<<<<
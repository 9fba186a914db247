use chrono::NaiveDate;
use serde::{Deserialize, Serialize};

use super::super::domain::{ActivityMetricsRow, EmpId, EmployeeRecord};
use super::super::tenure::{self, TenureError};
use super::{round1, round2, rows_by_employee};

/// Compensation-action suggestion for one employee.
#[derive(Debug, Clone, PartialEq, Serialize, Deserialize)]
pub struct AppraisalRow {
    #[serde(rename = "EmpID")]
    pub emp_id: EmpId,
    #[serde(rename = "Name")]
    pub name: String,
    #[serde(rename = "Role")]
    pub role: String,
    #[serde(rename = "WPI")]
    pub wpi: f64,
    #[serde(rename = "YearsWorked")]
    pub years_worked: f64,
    #[serde(rename = "AppraisalSuggestion")]
    pub appraisal_suggestion: String,
}

/// Maps each employee's productivity index and tenure to a compensation
/// action. The branches are evaluated in order; promotion requires both the
/// higher index band and more than two years of service.
pub fn suggest_appraisal(
    rows: &[ActivityMetricsRow],
    roster: &[EmployeeRecord],
    today: NaiveDate,
) -> Result<Vec<AppraisalRow>, TenureError> {
    let mut suggestions = Vec::new();

    for (emp_id, emp_rows) in rows_by_employee(rows) {
        let Some(employee) = roster.iter().find(|record| record.emp_id == emp_id) else {
            continue;
        };
        let wpi = emp_rows[0].wpi;

        let date_of_joining = tenure::parse_date_of_joining(emp_id, &employee.date_of_joining)?;
        let years = tenure::years_of_service(date_of_joining, today);

        let suggestion = if wpi < 0.9 {
            "Risk Flag (Needs Review)"
        } else if (0.9..=1.1).contains(&wpi) {
            "Normal Increment (~5%)"
        } else if wpi > 1.2 && years > 2.0 {
            "Promotion / Incentive"
        } else if wpi > 1.1 {
            "Incentive"
        } else {
            // Defensive default; the bands above cover the whole range.
            "No Change"
        };

        suggestions.push(AppraisalRow {
            emp_id,
            name: employee.name.clone(),
            role: employee.role.clone(),
            wpi: round2(wpi),
            years_worked: round1(years),
            appraisal_suggestion: suggestion.to_string(),
        });
    }

    Ok(suggestions)
}

#[cfg(test)]
mod tests {
    use super::*;

    fn employee(emp_id: u32, date_of_joining: &str) -> EmployeeRecord {
        EmployeeRecord {
            emp_id: EmpId(emp_id),
            name: format!("Employee {emp_id}"),
            role: "Analyst".to_string(),
            salary_inr: 500000.0,
            date_of_joining: date_of_joining.to_string(),
        }
    }

    fn metric_row(emp_id: u32, wpi: f64) -> ActivityMetricsRow {
        ActivityMetricsRow {
            emp_id: EmpId(emp_id),
            activity: "Reporting".to_string(),
            time_freq: 4.0,
            importance: 5.0,
            points: 1.0,
            salary_inr: 500000.0,
            tim: 20.0,
            rel_weight: 1.0,
            dollar_value: 500000.0,
            net_value: 500000.0,
            emp_total_ti: 20.0,
            wpi,
        }
    }

    fn today() -> NaiveDate {
        NaiveDate::from_ymd_opt(2026, 3, 1).unwrap()
    }

    fn suggestion_for(wpi: f64, date_of_joining: &str) -> String {
        let rows = vec![metric_row(1, wpi)];
        let roster = vec![employee(1, date_of_joining)];
        let appraisals = suggest_appraisal(&rows, &roster, today()).expect("evaluates");
        appraisals[0].appraisal_suggestion.clone()
    }

    #[test]
    fn underperformance_is_flagged_for_review() {
        assert_eq!(suggestion_for(0.7, "01/01/2020"), "Risk Flag (Needs Review)");
    }

    #[test]
    fn on_target_band_gets_the_normal_increment() {
        assert_eq!(suggestion_for(0.9, "01/01/2020"), "Normal Increment (~5%)");
        assert_eq!(suggestion_for(1.1, "01/01/2020"), "Normal Increment (~5%)");
    }

    #[test]
    fn strong_index_with_short_tenure_earns_incentive_only() {
        // 1.5 years of service: above the incentive bar, below the promotion
        // tenure requirement.
        assert_eq!(suggestion_for(1.15, "01-09-2024"), "Incentive");
        assert_eq!(suggestion_for(1.25, "01-09-2024"), "Incentive");
    }

    #[test]
    fn strong_index_with_long_tenure_earns_promotion() {
        assert_eq!(suggestion_for(1.25, "01/01/2020"), "Promotion / Incentive");
    }

    #[test]
    fn tenure_is_rounded_to_one_decimal() {
        let rows = vec![metric_row(1, 1.0)];
        let roster = vec![employee(1, "01/03/2024")];
        let appraisals = suggest_appraisal(&rows, &roster, today()).expect("evaluates");
        assert_eq!(appraisals[0].years_worked, 2.0);
    }

    #[test]
    fn unparseable_joining_date_fails_the_run() {
        let rows = vec![metric_row(1, 1.0)];
        let roster = vec![employee(1, "2020/01/01")];
        let error = suggest_appraisal(&rows, &roster, today()).expect_err("date rejected");
        assert!(error.to_string().contains("2020/01/01"));
    }
}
>>>>
When you find a line in the records that contains the word "NaiveDate", copy it.

- Answer area
use chrono::NaiveDate;
    today: NaiveDate,
    fn today() -> NaiveDate {
        NaiveDate::from_ymd_opt(2026, 3, 1).unwrap()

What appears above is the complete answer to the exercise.